When a line below holds the string "unterminated", show that line.
::: RECORDS SHOWN :::
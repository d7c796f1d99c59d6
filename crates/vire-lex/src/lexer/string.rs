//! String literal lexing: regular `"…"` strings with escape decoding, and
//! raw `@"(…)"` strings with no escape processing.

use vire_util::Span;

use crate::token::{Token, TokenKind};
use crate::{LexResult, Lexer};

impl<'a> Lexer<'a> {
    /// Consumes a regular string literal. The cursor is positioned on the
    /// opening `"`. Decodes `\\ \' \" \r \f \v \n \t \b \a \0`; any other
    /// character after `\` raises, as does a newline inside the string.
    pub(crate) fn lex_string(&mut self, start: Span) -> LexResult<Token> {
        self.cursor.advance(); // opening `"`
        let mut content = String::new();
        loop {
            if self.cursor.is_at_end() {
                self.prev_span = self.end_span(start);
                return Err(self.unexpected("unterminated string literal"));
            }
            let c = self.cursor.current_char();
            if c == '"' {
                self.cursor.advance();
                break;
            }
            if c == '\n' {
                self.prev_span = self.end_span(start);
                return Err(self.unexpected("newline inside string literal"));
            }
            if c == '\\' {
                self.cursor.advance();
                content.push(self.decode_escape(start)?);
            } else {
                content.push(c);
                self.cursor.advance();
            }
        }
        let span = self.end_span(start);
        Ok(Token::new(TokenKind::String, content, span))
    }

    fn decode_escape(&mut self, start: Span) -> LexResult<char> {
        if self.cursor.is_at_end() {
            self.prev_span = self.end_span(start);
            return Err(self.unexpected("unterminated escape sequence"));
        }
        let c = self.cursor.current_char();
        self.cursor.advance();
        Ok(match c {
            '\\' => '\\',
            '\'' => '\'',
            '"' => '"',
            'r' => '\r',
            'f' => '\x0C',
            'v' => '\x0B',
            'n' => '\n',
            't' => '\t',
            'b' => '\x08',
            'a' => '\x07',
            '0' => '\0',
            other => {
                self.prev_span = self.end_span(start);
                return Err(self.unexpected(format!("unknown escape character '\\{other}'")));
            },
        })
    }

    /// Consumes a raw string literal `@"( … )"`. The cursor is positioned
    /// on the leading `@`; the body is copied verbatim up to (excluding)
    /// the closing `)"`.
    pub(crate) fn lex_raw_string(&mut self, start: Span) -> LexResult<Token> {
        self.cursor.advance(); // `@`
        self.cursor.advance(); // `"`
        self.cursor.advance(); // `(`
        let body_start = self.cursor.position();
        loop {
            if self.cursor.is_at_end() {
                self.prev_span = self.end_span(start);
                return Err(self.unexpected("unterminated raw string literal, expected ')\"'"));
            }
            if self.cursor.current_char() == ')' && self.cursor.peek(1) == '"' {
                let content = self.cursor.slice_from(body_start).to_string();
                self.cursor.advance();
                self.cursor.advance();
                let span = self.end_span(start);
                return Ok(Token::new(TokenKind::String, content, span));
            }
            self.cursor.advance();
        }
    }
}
:::
▶ [PROBLEM SOLUTION]
                return Err(self.unexpected("unterminated string literal"));
            return Err(self.unexpected("unterminated escape sequence"));
                return Err(self.unexpected("unterminated raw string literal, expected ')\"'"));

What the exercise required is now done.